Hidden in the Grand Canyon, Havasupai Falls Arizona which is considered as a paradise is a major destination for hikers who want to visit the blue-green waterfalls and enjoy hikes of 8 miles or more. It is useful to notice that Wildland Trekking offers award-winning multi-day hiking/camping tours to get you to the Havasupai Falls.
The Havasupai Reservation which consists of plateau country, dissected with deep, scenic canyons characteristic of the Grand Canyon of the Colorado River is located in Coconino County, at the southwest corner of the Grand Canyon National Park. It is 64 miles southwest from Hualapai Hilltop to reach the nearest community to the Reservation called Peach Springs.
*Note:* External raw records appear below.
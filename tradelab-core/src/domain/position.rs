//! Open position held by the engine.

use serde::{Deserialize, Serialize};

/// A long position currently open in the engine.
///
/// `entry_price` is the fill price after slippage; fees paid at entry are
/// tracked in the trade record, not here. Absence of a position is encoded
/// as `Option::None` rather than a zero-quantity sentinel.
#[derive(Debug, Clone, Copy, PartialEq, Serialize, Deserialize)]
pub struct OpenPosition {
    pub quantity: f64,
    pub entry_price: f64,
}

impl OpenPosition {
    /// Mark-to-market value at the given price.
    pub fn value_at(&self, price: f64) -> f64 {
        self.quantity * price
    }

    /// Unrealized gross PnL at the given price (fees excluded).
    pub fn unrealized_pnl(&self, price: f64) -> f64 {
        (price - self.entry_price) * self.quantity
    }
}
There are a wide variety of notable geographic features such as "The Great Thumb," "Long Mesa," and "Tenderfoot Mesa" which converge on the Coconino Plateau at the south end of the reservation.
To reach the beautiful Blue Green waterfalls of Havasupai, visitors need to go through the 10-mile journey. The best way to reach Havasupai is from Highway 66, six miles east of Peach Springs, onto Indian Route 18, a 64-mile road to Hualapai Hilltop from which is eight-mile trail either by foot or horse to Supai Village.
The Havasupai Waterfalls are the most magnificent waterfalls in the Grand Canyon which has geologic layers stair-stepping down from the rims to the Colorado River. The steeper sections descend magnificently to the bottom, creating wonderful waterfalls in drainages.
Havasu (Cataract) Canyonis internationally known for its blue water and spectacular water falls adorned with travertine columns, shelves and skirts, now are the permanent home of the Havasupai Indian Tribe. The plateau areas have a very diverse terrain, from rolling, gentle slopes, to escarpments of outcrops of the Kaibab Limestone.
Circling the Grand Canyon is the limestone precipice known as the Red Wall being the tallest, steepest geologic layer. The Havasupai Waterfalls are formed by a series of steep drop-offs as it descends through the Red Wall. Flowing down the canyon is Havasu Creek which arises from a spring with the underground water 's age being estimated to be around 30,000 years!
The beautiful turquoise color of Havasu Creek, which makes the character of Havasupai, refers to “The people of the blue-green waters. The color of the water is the result of having been stored underground around 30,000 years. During this time, the water leaches out minerals, primarily calcium and magnesium, from the limestone. These minerals saturate the water and reflect sunlight, making the water a turquoise color.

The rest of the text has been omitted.